Anderson P. Novartis Found. Symp. 1998; 216: 237-48; discussion 248-57.

Affiliation

Lifestyles and Health Unit, World Health Organization, Copenhagen, Denmark.

Copyright

(Copyright © 1998, Wiley)

DOI

unavailable

PMID

9949797

Abstract

Public health policy should aim to reduce the harm done by alcohol use, whilst recognizing its real and perceived benefits. The reduced risk of coronary heart disease (CHD) with the consequent reduction of mortality for some people in older age is one such benefit. The increased risk of sudden coronary death from acute alcohol intoxication is one such harm. A number of policies have been demonstrated to be effective in the reduction of the harm done by alcohol use, at least in industrialized countries. These are: enforcement of a minimum drinking age; drink-drive deterrence; enforced prevention of intoxication in public drinking places; controls on access to alcohol, including restrictions on numbers of licensed premises and hours and days of sale; and taxation policy to regulate the affordability of alcohol. Many of these strategies seem unlikely to have a direct effect on drinking relevant for reduced risk of CHD, but are likely to have a direct beneficial effect on drinking relevant for sudden coronary death. The level of alcohol consumption associated with the lowest mortality rate for a population will vary depending on patterns of ill health and causes of death.
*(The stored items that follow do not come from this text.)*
use axum::{
    extract::{FromRef, State},
    routing::post,
    Json, Router,
};
use lazy_static::lazy_static;
use regex::Regex;
use tracing::{info, instrument, warn};

use crate::{
    auth::{
        dto::{AuthResponse, LoginRequest, PublicUser, RegisterRequest},
        jwt::JwtKeys,
        password::{hash_password, verify_password},
        repo::{Role, User},
    },
    error::ApiError,
    state::AppState,
};

pub fn auth_routes() -> Router<AppState> {
    Router::new()
        .route("/register", post(register))
        .route("/login", post(login))
}

pub(crate) fn is_valid_email(email: &str) -> bool {
    lazy_static! {
        static ref EMAIL_RE: Regex = Regex::new(r"^[^@\s]+@[^@\s]+\.[^@\s]+$").unwrap();
    }
    EMAIL_RE.is_match(email)
}

#[instrument(skip(state, payload))]
pub async fn register(
    State(state): State<AppState>,
    Json(mut payload): Json<RegisterRequest>,
) -> Result<Json<AuthResponse>, ApiError> {
    payload.email = payload.email.trim().to_lowercase();

    if !is_valid_email(&payload.email) {
        warn!(email = %payload.email, "invalid email");
        return Err(ApiError::BadRequest("Invalid email".into()));
    }

    if payload.password.len() < 8 {
        warn!("password too short");
        return Err(ApiError::BadRequest("Password too short".into()));
    }

    // Ensure email is not taken
    if User::find_by_email(&state.db, &payload.email).await?.is_some() {
        warn!(email = %payload.email, "email already registered");
        return Err(ApiError::DuplicateEmail);
    }

    let hash = hash_password(&payload.password)?;

    let role = if state.config.admin_emails.contains(&payload.email) {
        Role::Admin
    } else {
        Role::Student
    };

    let user = User::create(&state.db, &payload.name, &payload.email, &hash, role)
        .await
        .map_err(|e| {
            // Races with a concurrent registration land here.
            if e.as_database_error()
                .is_some_and(|d| d.is_unique_violation())
            {
                ApiError::DuplicateEmail
            } else {
                ApiError::from(e)
            }
        })?;

    let keys = JwtKeys::from_ref(&state);
    let token = keys.sign(user.id, user.role)?;

    info!(user_id = %user.id, email = %user.email, role = ?user.role, "user registered");
    Ok(Json(AuthResponse {
        token,
        user: PublicUser {
            id: user.id,
            name: user.name,
            email: user.email,
            role: user.role,
        },
    }))
}

#[instrument(skip(state, payload))]
pub async fn login(
    State(state): State<AppState>,
    Json(mut payload): Json<LoginRequest>,
) -> Result<Json<AuthResponse>, ApiError> {
    payload.email = payload.email.trim().to_lowercase();

    // Unknown email and wrong password must be indistinguishable.
    let user = match User::find_by_email(&state.db, &payload.email).await? {
        Some(u) => u,
        None => {
            warn!(email = %payload.email, "login unknown email");
            return Err(ApiError::InvalidCredentials);
        }
    };

    if !verify_password(&payload.password, &user.password_hash)? {
        warn!(email = %payload.email, user_id = %user.id, "login invalid password");
        return Err(ApiError::InvalidCredentials);
    }

    let keys = JwtKeys::from_ref(&state);
    let token = keys.sign(user.id, user.role)?;

    info!(user_id = %user.id, email = %user.email, "user logged in");
    Ok(Json(AuthResponse {
        token,
        user: PublicUser {
            id: user.id,
            name: user.name,
            email: user.email,
            role: user.role,
        },
    }))
}

#[cfg(test)]
mod tests {
    use super::*;

    #[test]
    fn email_validation() {
        assert!(is_valid_email("alice@example.com"));
        assert!(is_valid_email("a.b+c@sub.domain.org"));
        assert!(!is_valid_email("not-an-email"));
        assert!(!is_valid_email("spaces in@example.com"));
        assert!(!is_valid_email("missing@tld"));
    }

    #[test]
    fn public_user_serialization_omits_nothing_public() {
        let user = PublicUser {
            id: 1,
            name: "Alice".into(),
            email: "alice@example.com".into(),
            role: Role::Student,
        };
        let json = serde_json::to_string(&user).unwrap();
        assert!(json.contains("alice@example.com"));
        assert!(json.contains("\"student\""));
    }
}
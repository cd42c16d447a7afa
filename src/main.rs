use anyhow::Context;
use projecthub::{app, state::AppState};

#[tokio::main]
async fn main() -> anyhow::Result<()> {
    dotenvy::dotenv().ok();

    let env_filter = std::env::var("RUST_LOG")
        .unwrap_or_else(|_| "projecthub=debug,axum=info,tower_http=info".to_string());
    let json_logs = std::env::var("LOG_FORMAT")
        .map(|v| v == "json")
        .unwrap_or(false);

    if json_logs {
        tracing_subscriber::fmt()
            .with_env_filter(env_filter)
            .with_target(false)
            .json()
            .init();
    } else {
        tracing_subscriber::fmt().with_env_filter(env_filter).init();
    }

    let state = AppState::init().await?;

    sqlx::migrate!("./migrations")
        .run(&state.db)
        .await
        .context("run migrations")?;

    let config = state.config.clone();
    let app = app::build_app(state);
    app::serve(app, &config).await
}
In countries with high rates of CHD the per capita level may be in the order of about three litres of absolute alcohol per year among drinking adults. In countries with low rates of CHD, the level is likely to be substantially lower. Many countries in which alcohol is readily available are consuming at a level substantially above three litres per capita of drinking adults per year and in these countries public health policy should continue to advise action to reduce per capita consumption.